__WHAT YOU WILL DO__.
Return all lines from the listing below that include the word "first".

__DATA RECORDS__.
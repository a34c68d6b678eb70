use crate::engine::{Board, BoardError};

/// Parses an array of string slices into a `Board`.
///
/// Each string slice represents one row, starting from row 0. Cells are
/// whitespace-separated non-negative integers; `0` is the blank. The parsed
/// grid goes through the full `Board::from_grid` validation, so the result
/// is rectangular, at least 2×2, and a permutation of `0..rows*cols`.
///
/// # Arguments
/// * `s`: A slice of string slices (`&[&str]`) representing the rows of the
///   board, top row first.
///
/// # Returns
/// * `Ok(Board)` if every cell parses and the grid is well formed.
/// * `Err(BoardError::Unparsable)` naming the first cell that is not an
///   integer, or any `Board::from_grid` validation error.
///
/// # Examples
/// ```
/// use npuzzle_solver::utils::board_from_str_array;
///
/// let board = board_from_str_array(&[
///     "1 2 3",
///     "4 0 5",
///     "7 8 6",
/// ]).unwrap();
/// assert_eq!(board.blank_pos(), (1, 1));
/// assert_eq!(board.get(2, 0), 7);
///
/// assert!(board_from_str_array(&["1 x", "2 3"]).is_err());
/// ```
pub fn board_from_str_array(s: &[&str]) -> Result<Board, BoardError> {
    let mut grid = Vec::with_capacity(s.len());

    for (r, row_str) in s.iter().enumerate() {
        let mut row = Vec::new();
        for (c, cell) in row_str.split_whitespace().enumerate() {
            let value: u16 = cell
                .parse()
                .map_err(|_| BoardError::Unparsable { row: r, col: c })?;
            row.push(value);
        }
        grid.push(row);
    }

    Board::from_grid(grid)
}

#[cfg(test)]
mod tests {
    use super::*;

    #[test]
    fn test_board_from_str_array_valid() {
        let board = board_from_str_array(&["1 2 3", "4 5 6", "7 8 0"]).unwrap();
        assert!(board.is_solved());
        assert_eq!(board.blank_pos(), (2, 2));
    }

    #[test]
    fn test_board_from_str_array_extra_whitespace() {
        let board = board_from_str_array(&["  1   2 ", "0 3"]).unwrap();
        assert_eq!(board.get(0, 1), 2);
        assert_eq!(board.blank_pos(), (1, 0));
    }

    #[test]
    fn test_board_from_str_array_unparsable_cell() {
        assert_eq!(
            board_from_str_array(&["1 2", "x 0"]),
            Err(BoardError::Unparsable { row: 1, col: 0 })
        );
        // Negative numbers do not parse as u16.
        assert_eq!(
            board_from_str_array(&["1 -2", "3 0"]),
            Err(BoardError::Unparsable { row: 0, col: 1 })
        );
    }

    #[test]
    fn test_board_from_str_array_propagates_grid_validation() {
        assert_eq!(
            board_from_str_array(&["1 2 3", "4 0"]),
            Err(BoardError::NotRectangular {
                row: 1,
                expected: 3,
                found: 2
            })
        );
        assert_eq!(
            board_from_str_array(&["1 0"]),
            Err(BoardError::TooSmall { rows: 1, cols: 2 })
        );
        assert_eq!(
            board_from_str_array(&["1 1", "2 0"]),
            Err(BoardError::DuplicateValue(1))
        );
    }
}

__RESPONSE AREA__.
///   board, top row first.
/// * `Err(BoardError::Unparsable)` naming the first cell that is not an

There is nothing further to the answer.